• Source data:

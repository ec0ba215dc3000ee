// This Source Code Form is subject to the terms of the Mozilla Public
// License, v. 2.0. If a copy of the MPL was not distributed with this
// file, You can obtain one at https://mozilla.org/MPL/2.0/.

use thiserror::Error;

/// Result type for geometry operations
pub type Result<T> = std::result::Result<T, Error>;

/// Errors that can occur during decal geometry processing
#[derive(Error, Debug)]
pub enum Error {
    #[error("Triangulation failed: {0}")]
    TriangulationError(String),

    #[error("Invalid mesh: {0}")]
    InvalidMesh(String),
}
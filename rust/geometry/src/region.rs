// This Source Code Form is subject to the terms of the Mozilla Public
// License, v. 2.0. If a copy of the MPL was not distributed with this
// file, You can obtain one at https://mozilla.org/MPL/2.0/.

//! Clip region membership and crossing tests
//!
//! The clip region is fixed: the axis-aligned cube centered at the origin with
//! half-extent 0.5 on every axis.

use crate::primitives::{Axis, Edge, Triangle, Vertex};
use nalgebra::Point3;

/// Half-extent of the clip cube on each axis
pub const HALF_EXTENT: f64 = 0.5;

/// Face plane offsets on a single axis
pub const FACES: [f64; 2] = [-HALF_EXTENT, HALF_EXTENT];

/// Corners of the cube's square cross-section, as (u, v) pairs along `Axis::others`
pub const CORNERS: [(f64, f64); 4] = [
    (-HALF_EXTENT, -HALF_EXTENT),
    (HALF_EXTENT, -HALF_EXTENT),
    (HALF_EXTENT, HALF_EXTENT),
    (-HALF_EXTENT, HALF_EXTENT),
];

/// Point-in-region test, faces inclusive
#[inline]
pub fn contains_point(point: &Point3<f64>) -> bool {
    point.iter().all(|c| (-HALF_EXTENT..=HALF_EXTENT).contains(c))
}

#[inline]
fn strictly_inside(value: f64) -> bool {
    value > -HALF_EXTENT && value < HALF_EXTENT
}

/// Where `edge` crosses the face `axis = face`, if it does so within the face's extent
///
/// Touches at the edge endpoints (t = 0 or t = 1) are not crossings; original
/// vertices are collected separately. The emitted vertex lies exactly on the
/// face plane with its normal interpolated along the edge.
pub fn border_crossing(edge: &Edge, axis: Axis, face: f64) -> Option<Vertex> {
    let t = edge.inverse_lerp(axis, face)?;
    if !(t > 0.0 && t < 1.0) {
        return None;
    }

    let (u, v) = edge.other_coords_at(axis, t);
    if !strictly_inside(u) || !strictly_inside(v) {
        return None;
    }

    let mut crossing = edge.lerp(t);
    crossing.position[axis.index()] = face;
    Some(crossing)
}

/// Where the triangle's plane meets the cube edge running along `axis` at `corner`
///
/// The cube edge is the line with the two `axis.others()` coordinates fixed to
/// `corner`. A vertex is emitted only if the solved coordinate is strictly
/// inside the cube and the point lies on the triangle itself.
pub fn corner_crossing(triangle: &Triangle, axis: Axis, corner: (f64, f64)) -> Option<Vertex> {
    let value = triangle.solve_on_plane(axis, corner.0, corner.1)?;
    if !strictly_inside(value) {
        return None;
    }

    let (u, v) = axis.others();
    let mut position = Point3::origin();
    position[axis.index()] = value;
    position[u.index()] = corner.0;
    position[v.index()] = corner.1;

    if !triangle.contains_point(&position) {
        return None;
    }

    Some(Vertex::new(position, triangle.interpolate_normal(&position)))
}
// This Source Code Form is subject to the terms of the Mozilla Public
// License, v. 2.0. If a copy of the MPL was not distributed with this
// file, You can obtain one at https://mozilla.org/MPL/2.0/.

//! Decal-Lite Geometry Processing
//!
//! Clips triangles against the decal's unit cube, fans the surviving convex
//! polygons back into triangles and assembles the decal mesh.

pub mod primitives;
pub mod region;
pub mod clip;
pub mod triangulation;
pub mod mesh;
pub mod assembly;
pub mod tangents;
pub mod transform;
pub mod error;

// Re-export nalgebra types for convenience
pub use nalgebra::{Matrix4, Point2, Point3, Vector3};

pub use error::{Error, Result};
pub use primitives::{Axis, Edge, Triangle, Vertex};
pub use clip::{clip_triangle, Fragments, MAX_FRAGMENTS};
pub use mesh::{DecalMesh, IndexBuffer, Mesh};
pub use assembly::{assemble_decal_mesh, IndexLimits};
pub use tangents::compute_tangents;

* * *

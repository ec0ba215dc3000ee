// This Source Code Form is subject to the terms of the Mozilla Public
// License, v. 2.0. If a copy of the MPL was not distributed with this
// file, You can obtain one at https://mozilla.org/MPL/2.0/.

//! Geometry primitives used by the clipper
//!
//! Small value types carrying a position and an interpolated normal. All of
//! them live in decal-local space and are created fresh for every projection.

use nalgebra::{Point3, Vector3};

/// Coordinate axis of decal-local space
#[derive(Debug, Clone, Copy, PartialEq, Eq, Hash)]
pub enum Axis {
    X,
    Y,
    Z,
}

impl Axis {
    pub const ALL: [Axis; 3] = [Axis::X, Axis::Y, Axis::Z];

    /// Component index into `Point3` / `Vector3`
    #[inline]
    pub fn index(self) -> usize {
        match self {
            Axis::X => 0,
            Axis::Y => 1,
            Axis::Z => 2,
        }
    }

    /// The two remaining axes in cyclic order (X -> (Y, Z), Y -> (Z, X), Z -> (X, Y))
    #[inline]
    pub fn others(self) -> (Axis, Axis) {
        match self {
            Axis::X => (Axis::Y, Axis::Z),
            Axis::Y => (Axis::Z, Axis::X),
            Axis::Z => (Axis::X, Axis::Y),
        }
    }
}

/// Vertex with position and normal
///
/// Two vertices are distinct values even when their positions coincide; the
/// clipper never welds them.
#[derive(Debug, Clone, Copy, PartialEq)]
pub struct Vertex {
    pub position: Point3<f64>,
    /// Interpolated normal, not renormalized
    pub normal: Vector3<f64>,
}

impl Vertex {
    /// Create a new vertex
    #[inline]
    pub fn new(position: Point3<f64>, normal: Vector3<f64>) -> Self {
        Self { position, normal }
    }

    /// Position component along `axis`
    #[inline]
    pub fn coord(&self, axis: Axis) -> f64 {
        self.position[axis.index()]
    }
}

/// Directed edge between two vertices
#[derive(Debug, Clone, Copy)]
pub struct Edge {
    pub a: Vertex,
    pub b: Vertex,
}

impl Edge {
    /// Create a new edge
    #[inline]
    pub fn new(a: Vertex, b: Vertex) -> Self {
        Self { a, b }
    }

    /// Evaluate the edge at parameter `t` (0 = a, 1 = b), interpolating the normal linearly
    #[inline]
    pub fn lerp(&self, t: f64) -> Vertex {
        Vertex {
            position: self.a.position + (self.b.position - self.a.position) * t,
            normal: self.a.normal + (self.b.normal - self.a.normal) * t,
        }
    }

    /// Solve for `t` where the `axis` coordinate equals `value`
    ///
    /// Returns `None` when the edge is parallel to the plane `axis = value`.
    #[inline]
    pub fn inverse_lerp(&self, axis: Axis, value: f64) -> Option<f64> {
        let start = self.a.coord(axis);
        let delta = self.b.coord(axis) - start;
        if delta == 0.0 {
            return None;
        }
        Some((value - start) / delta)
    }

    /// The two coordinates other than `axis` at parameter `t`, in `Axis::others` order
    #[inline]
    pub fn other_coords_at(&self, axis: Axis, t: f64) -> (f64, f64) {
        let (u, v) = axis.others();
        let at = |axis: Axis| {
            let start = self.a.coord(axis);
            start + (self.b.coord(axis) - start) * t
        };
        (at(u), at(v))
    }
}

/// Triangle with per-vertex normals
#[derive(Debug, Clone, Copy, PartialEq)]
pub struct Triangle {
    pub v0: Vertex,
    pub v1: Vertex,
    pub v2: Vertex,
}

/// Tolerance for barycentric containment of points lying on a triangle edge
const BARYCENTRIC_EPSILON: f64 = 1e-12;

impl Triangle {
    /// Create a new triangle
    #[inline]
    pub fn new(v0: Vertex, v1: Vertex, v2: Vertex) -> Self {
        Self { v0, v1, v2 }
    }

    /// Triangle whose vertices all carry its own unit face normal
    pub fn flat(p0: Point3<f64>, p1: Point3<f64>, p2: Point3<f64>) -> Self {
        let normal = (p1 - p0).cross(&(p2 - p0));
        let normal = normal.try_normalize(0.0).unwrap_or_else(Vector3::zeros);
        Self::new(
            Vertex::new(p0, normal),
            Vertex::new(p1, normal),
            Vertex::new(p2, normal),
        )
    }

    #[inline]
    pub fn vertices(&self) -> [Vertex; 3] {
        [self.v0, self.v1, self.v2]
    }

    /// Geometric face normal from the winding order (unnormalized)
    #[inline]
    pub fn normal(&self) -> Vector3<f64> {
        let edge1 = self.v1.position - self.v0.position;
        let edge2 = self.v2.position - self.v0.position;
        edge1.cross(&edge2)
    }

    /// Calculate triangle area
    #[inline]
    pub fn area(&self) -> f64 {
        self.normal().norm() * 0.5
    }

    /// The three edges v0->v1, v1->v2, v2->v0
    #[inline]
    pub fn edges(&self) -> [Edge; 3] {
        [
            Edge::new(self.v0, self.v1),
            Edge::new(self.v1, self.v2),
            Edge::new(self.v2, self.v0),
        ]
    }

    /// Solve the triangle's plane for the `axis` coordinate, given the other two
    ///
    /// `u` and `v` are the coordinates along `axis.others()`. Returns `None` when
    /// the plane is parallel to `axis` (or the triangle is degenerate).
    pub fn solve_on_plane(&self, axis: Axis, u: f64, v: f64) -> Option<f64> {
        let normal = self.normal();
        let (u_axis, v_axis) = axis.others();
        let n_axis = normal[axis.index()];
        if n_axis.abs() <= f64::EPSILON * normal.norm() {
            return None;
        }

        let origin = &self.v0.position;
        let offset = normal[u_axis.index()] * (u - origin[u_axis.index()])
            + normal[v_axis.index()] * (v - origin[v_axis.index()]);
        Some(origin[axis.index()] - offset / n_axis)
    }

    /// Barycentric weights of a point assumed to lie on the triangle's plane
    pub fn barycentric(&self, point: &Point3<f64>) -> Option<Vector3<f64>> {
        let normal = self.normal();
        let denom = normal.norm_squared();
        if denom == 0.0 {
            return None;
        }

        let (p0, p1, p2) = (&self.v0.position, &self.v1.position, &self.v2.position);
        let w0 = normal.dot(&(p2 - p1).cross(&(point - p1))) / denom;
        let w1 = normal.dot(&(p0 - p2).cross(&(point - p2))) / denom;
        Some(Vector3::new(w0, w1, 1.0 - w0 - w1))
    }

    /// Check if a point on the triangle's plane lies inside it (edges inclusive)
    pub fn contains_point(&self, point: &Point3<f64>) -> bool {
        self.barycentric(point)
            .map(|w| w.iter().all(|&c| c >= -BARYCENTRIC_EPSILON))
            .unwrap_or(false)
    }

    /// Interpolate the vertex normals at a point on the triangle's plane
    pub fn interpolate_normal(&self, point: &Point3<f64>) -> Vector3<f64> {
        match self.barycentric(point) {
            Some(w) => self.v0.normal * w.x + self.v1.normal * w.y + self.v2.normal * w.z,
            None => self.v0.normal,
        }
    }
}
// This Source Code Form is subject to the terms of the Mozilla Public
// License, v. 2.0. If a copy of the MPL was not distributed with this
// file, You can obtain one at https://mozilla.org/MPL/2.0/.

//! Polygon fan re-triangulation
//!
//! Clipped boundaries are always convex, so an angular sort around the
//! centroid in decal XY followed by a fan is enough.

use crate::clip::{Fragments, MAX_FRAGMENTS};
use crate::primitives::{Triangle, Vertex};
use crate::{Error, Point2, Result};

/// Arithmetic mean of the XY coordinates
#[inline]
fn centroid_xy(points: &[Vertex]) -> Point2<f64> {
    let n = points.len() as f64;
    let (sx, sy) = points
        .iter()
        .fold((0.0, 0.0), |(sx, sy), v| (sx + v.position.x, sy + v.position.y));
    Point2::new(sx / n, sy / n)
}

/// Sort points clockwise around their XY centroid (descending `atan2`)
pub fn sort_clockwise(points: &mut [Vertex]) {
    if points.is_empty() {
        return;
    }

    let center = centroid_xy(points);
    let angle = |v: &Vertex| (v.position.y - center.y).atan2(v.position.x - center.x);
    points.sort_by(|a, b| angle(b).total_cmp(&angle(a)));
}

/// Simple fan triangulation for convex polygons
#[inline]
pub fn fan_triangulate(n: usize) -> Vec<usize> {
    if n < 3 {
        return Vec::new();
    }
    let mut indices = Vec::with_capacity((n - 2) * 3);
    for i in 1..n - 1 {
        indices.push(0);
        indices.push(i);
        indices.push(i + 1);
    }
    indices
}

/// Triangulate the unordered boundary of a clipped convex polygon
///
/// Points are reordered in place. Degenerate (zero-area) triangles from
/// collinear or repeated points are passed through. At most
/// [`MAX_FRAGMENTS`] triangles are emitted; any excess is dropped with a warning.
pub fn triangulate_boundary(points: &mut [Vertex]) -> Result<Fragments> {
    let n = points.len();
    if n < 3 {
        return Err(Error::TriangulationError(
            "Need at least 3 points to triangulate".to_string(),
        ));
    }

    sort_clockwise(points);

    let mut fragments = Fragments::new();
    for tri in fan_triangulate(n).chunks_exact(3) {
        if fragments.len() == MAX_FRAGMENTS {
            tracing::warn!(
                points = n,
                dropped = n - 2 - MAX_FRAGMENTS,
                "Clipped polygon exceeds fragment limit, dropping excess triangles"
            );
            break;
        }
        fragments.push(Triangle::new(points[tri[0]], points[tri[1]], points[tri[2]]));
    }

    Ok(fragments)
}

* * *

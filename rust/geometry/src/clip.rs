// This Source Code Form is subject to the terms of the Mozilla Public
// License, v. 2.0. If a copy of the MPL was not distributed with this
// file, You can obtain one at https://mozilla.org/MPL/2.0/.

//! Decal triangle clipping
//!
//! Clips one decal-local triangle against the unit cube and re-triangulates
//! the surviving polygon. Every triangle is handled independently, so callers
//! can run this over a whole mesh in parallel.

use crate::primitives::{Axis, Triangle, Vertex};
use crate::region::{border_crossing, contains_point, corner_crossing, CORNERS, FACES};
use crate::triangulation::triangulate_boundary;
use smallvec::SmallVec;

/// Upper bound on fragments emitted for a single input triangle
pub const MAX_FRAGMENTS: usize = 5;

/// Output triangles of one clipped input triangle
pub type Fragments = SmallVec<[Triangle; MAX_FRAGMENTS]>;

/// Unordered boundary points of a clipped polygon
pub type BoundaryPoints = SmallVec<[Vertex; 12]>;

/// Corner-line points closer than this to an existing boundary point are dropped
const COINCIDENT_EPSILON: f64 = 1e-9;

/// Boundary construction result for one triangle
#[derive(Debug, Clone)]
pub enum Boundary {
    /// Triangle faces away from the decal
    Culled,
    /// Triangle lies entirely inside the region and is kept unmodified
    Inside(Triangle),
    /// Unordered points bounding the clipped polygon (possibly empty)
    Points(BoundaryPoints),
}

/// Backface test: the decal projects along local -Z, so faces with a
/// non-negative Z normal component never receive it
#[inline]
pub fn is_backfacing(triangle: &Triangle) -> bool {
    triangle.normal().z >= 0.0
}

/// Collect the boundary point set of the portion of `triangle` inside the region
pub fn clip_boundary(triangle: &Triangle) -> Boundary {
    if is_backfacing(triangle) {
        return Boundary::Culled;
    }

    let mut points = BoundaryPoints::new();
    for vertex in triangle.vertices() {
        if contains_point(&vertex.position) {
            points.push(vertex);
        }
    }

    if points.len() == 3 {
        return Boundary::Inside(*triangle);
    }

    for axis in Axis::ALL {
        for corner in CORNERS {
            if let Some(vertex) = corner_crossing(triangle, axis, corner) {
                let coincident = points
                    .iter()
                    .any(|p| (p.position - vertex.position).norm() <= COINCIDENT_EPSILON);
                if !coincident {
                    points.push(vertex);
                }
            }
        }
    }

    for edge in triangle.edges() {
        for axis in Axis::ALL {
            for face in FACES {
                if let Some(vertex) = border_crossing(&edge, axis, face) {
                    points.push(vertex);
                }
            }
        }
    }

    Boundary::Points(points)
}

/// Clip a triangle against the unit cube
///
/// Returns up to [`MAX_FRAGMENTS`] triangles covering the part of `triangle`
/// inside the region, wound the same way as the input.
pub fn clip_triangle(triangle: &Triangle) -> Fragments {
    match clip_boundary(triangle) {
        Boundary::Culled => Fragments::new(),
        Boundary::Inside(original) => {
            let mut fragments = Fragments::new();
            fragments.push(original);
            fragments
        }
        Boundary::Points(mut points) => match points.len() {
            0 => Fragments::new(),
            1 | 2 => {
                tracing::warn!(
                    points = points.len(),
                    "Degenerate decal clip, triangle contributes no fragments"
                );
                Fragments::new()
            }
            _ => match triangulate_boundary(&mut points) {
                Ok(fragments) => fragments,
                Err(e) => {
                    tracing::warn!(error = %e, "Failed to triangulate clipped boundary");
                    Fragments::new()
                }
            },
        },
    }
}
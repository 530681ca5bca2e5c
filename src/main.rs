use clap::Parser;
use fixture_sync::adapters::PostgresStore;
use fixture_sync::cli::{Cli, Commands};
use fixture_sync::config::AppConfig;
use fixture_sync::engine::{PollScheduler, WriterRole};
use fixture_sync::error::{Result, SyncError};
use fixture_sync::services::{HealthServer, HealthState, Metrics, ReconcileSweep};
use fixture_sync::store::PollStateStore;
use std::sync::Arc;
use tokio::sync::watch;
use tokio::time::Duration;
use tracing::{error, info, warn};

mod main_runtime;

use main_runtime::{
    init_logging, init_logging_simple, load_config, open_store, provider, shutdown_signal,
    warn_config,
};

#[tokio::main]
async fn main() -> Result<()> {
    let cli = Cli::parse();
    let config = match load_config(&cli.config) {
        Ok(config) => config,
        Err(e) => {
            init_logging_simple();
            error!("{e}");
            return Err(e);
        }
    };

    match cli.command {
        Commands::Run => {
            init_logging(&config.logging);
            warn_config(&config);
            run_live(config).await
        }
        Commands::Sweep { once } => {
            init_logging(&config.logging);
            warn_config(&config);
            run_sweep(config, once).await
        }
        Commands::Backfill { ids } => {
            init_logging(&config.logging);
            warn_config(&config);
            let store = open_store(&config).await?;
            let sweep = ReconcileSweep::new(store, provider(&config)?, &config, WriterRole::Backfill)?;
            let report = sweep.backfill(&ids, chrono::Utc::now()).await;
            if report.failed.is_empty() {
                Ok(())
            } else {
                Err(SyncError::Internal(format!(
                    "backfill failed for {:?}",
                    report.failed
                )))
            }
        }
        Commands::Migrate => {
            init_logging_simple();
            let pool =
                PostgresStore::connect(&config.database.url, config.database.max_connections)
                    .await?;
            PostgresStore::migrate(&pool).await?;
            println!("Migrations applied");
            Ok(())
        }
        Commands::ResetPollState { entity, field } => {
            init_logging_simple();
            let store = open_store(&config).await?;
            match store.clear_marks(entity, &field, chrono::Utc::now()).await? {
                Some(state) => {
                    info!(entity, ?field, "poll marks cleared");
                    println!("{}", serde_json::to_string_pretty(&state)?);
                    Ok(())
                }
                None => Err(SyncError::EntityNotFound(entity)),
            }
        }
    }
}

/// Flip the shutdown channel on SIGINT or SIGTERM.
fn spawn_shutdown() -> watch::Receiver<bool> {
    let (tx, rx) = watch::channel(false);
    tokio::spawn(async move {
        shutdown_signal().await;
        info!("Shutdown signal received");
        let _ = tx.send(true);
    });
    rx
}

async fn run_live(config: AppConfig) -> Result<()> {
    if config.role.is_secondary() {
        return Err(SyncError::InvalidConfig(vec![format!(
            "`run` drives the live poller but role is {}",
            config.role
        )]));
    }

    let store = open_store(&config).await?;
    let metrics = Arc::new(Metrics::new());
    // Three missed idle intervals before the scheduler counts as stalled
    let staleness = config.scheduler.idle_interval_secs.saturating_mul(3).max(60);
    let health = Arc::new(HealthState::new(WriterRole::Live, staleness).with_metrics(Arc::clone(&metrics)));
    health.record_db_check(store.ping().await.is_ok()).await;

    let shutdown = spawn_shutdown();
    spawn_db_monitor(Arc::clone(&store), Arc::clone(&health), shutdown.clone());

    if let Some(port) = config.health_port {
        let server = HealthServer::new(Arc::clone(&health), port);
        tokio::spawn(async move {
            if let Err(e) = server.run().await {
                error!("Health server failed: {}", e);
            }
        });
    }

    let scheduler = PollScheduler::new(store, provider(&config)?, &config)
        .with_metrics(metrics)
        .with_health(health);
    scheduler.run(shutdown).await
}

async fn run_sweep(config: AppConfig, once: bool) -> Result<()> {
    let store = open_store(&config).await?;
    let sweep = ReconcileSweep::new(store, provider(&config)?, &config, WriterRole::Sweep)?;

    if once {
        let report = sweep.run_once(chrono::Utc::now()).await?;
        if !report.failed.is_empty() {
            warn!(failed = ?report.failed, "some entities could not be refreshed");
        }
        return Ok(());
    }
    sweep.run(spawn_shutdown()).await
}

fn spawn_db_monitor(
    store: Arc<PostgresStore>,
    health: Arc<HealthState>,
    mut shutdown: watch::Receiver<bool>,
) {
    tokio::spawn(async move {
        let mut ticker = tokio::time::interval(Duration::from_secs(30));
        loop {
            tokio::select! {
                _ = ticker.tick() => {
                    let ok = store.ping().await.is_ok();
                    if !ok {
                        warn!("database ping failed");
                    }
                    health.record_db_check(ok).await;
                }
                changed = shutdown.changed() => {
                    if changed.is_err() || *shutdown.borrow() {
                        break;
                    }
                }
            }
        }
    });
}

• Task objective:
Search the entries above for the string "denom". Copy each line that holds it.

• Reply:
        let denom = normal.norm_squared();
        if denom == 0.0 {
        let w0 = normal.dot(&(p2 - p1).cross(&(point - p1))) / denom;
        let w1 = normal.dot(&(p0 - p2).cross(&(point - p2))) / denom;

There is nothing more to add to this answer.